__Work request__. Searching the material below, find each line that includes the word "PathBuf", and copy it.

__Material provided__.
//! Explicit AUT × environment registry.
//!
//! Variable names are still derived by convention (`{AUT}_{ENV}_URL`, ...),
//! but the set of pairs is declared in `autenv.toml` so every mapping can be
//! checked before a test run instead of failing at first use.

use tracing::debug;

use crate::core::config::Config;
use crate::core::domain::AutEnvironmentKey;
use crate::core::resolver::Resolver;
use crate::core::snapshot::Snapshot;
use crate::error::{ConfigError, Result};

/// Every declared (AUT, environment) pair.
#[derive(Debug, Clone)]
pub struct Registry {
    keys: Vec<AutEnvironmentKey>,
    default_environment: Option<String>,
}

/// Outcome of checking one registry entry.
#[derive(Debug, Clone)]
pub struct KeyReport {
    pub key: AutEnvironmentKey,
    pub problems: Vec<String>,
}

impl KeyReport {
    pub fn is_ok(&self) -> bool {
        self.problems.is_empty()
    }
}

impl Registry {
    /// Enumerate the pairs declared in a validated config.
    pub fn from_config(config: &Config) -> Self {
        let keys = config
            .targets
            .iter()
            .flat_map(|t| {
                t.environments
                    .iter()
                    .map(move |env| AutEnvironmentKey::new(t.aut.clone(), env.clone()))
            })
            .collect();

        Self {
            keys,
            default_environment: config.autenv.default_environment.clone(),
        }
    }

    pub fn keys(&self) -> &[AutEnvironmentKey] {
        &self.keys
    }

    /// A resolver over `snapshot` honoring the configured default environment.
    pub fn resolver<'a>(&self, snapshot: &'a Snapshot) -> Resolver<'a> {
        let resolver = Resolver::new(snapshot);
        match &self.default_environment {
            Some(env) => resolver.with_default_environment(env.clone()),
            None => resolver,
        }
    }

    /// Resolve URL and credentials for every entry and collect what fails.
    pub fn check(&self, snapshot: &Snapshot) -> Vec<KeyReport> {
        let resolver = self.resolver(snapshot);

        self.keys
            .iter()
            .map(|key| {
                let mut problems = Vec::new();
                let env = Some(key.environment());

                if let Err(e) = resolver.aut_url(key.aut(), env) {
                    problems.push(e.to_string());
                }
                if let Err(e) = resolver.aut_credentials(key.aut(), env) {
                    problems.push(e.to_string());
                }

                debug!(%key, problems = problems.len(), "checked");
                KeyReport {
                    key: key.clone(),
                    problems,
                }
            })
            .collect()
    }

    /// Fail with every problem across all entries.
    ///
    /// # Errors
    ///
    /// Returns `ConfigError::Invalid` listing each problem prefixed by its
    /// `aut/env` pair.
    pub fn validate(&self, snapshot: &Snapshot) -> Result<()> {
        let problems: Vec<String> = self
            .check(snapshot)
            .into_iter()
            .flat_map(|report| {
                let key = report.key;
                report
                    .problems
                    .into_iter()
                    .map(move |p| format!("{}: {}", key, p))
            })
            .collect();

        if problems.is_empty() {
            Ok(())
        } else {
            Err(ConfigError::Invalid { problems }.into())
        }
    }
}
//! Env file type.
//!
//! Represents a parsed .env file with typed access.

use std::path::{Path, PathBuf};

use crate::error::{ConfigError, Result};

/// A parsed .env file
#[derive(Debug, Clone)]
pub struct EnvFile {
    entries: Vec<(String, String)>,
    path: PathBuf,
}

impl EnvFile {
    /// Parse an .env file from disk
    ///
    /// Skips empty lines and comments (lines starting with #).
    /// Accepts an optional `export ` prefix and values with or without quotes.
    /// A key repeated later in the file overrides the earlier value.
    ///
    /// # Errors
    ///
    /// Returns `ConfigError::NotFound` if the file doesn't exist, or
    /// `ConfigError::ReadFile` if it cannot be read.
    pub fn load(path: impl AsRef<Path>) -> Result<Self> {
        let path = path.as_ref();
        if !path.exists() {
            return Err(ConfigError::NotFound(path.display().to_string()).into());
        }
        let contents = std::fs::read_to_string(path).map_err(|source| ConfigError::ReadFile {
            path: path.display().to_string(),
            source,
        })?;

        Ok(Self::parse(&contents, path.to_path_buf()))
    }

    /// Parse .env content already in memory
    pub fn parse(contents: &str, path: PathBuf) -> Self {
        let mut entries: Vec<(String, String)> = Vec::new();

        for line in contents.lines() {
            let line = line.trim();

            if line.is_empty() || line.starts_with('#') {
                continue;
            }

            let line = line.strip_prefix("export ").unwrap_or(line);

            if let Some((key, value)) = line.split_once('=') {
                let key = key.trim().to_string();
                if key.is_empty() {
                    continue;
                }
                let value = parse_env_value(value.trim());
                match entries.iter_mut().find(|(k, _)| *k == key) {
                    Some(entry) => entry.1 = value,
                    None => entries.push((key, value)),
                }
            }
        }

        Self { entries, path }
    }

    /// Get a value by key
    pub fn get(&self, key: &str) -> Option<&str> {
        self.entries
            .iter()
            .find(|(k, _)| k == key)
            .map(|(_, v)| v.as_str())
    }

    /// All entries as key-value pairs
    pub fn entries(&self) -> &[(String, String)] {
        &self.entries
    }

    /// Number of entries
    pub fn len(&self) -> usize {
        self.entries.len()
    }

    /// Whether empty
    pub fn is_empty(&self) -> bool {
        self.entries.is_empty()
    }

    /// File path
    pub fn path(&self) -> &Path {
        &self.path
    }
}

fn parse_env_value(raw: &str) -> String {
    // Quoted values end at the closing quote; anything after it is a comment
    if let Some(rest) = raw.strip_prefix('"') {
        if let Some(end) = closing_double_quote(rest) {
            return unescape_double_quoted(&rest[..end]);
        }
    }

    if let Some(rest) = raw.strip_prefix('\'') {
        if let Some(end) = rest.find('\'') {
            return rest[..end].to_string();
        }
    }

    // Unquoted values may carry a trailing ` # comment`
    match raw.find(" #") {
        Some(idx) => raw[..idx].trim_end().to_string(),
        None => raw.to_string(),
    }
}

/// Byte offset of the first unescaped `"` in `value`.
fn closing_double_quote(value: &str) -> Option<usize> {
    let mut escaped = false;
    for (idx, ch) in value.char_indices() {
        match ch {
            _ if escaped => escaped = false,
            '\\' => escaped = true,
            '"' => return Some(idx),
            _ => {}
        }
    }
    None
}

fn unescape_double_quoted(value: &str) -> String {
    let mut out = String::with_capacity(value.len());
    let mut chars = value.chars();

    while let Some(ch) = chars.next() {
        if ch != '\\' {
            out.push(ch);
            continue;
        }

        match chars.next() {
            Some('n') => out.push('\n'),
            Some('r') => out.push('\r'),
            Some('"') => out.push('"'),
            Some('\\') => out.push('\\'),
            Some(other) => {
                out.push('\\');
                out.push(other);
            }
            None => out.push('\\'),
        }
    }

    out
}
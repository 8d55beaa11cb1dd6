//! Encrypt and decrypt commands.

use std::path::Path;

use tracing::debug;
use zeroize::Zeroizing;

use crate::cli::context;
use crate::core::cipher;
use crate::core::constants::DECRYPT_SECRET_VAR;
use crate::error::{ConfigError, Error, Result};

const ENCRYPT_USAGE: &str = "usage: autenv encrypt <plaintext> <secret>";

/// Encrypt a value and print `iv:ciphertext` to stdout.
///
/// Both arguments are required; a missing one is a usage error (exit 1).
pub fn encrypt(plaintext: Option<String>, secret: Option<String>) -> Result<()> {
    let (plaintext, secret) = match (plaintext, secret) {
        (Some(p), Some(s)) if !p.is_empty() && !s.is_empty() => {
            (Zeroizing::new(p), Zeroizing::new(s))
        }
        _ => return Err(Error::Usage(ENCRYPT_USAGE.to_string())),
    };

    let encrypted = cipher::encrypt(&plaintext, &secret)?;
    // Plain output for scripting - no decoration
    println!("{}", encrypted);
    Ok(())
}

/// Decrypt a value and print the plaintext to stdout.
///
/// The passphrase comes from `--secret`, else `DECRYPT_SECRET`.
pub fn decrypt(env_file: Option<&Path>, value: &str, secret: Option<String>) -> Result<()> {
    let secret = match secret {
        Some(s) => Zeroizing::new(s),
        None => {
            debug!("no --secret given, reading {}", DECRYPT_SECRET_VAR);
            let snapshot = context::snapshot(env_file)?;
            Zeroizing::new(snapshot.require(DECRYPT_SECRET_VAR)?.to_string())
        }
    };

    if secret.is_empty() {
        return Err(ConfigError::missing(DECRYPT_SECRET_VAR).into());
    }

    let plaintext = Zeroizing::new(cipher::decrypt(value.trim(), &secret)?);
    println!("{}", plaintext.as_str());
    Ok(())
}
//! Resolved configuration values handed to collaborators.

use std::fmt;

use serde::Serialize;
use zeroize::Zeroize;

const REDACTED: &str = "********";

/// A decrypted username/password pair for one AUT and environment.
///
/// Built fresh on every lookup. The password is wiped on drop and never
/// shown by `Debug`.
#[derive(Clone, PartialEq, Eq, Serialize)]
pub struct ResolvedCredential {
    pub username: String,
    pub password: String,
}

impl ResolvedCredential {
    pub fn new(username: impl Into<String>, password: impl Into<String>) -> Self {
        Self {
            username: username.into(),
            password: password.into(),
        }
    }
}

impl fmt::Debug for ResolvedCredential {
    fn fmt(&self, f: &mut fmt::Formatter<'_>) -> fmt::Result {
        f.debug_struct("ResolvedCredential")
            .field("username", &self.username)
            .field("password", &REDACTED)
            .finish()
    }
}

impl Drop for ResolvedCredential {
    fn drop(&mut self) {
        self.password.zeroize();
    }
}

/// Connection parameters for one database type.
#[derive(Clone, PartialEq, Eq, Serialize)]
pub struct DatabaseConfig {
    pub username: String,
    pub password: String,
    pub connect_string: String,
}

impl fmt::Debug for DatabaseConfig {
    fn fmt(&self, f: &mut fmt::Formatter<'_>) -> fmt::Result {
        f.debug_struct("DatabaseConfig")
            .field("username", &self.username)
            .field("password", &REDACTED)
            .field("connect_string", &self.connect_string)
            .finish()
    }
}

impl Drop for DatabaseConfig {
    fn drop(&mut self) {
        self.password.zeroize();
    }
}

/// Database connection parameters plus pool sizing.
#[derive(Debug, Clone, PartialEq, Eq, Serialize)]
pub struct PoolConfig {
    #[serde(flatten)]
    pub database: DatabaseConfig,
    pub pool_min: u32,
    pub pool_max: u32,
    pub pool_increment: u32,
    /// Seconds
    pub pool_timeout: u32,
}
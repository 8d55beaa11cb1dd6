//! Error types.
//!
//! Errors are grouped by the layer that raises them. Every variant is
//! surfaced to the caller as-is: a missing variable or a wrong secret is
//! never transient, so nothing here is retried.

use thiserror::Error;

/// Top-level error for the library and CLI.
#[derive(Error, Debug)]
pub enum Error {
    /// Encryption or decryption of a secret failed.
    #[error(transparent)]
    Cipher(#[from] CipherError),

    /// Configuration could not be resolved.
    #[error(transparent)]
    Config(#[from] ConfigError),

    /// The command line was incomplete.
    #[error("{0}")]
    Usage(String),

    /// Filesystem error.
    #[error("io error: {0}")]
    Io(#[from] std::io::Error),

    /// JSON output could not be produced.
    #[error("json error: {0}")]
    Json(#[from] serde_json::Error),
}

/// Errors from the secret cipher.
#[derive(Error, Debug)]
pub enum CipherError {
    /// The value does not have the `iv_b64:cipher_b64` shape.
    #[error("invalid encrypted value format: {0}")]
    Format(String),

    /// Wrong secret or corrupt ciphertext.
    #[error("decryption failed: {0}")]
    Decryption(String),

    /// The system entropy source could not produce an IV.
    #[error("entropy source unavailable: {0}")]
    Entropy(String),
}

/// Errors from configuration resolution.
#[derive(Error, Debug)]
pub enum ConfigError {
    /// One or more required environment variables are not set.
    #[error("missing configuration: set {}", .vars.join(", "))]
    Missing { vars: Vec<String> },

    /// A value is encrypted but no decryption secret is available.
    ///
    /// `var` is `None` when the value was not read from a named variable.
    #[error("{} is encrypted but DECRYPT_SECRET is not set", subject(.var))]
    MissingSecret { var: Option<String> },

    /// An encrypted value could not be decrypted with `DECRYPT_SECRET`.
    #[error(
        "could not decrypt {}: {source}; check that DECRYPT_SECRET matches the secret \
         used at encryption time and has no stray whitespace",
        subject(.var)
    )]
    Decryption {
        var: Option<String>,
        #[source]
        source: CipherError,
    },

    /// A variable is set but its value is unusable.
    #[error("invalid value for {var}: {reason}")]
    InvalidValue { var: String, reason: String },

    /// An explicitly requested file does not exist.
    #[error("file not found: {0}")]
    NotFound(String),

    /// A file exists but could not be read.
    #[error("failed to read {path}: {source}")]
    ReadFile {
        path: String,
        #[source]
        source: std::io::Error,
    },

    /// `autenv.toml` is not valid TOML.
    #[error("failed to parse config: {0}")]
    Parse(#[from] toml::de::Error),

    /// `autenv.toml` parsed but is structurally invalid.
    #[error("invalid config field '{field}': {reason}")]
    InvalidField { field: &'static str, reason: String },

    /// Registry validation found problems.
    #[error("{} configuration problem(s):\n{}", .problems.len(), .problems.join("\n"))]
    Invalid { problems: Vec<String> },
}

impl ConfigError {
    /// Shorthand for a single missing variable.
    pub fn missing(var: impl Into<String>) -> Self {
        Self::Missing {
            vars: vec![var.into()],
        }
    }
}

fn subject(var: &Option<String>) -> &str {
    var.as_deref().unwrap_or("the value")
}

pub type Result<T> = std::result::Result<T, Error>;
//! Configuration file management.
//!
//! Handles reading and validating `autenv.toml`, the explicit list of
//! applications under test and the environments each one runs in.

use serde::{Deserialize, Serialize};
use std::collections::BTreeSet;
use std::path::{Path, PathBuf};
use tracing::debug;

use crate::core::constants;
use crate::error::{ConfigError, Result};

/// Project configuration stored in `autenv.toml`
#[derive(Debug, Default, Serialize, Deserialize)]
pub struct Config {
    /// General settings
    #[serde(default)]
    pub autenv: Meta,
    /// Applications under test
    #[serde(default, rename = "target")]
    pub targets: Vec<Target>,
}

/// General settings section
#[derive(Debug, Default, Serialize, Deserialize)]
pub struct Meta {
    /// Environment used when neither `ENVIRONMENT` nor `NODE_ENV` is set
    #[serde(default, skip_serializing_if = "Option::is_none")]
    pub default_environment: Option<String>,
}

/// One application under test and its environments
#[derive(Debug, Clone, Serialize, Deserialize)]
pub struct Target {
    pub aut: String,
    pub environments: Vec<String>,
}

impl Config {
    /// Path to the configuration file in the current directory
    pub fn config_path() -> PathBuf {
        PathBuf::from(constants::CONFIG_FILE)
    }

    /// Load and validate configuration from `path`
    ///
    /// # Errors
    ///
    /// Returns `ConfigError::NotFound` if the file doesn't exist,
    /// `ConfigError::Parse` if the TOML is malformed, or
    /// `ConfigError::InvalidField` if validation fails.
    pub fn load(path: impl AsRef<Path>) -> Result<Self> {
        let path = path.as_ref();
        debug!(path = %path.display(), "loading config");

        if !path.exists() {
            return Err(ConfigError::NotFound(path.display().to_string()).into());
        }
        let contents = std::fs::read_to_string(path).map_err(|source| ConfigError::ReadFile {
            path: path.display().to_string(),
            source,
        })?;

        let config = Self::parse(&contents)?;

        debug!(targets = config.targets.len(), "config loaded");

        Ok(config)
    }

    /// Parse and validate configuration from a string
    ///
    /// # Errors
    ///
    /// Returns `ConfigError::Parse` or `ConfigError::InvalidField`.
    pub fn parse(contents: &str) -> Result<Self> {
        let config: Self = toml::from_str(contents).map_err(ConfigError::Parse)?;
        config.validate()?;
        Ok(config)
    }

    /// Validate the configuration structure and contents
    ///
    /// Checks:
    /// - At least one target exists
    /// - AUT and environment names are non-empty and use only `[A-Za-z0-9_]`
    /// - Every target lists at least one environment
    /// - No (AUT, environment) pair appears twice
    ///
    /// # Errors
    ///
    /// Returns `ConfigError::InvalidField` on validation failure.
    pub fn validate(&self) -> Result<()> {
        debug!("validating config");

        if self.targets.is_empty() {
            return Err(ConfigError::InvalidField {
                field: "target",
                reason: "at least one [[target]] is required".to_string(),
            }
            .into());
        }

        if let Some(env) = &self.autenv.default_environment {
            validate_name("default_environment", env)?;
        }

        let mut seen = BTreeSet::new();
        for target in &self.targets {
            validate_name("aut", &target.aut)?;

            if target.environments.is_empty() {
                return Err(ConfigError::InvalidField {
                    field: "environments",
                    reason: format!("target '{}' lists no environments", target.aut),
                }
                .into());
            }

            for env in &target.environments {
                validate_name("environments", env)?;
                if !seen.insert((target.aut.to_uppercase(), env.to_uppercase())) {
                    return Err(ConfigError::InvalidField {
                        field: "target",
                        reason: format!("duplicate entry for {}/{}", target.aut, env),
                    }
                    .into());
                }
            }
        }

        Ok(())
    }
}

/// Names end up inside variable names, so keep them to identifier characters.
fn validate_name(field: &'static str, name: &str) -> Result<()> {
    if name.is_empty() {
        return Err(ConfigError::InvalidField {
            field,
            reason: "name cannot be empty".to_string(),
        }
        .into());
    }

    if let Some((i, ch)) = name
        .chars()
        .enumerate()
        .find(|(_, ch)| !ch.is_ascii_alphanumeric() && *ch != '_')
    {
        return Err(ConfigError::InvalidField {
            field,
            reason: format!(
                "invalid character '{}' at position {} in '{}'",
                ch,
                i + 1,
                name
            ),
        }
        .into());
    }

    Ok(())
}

__Written solution__.
use std::path::{Path, PathBuf};
    path: PathBuf,
    pub fn parse(contents: &str, path: PathBuf) -> Self {
use std::path::{Path, PathBuf};
    pub fn config_path() -> PathBuf {
        PathBuf::from(constants::CONFIG_FILE)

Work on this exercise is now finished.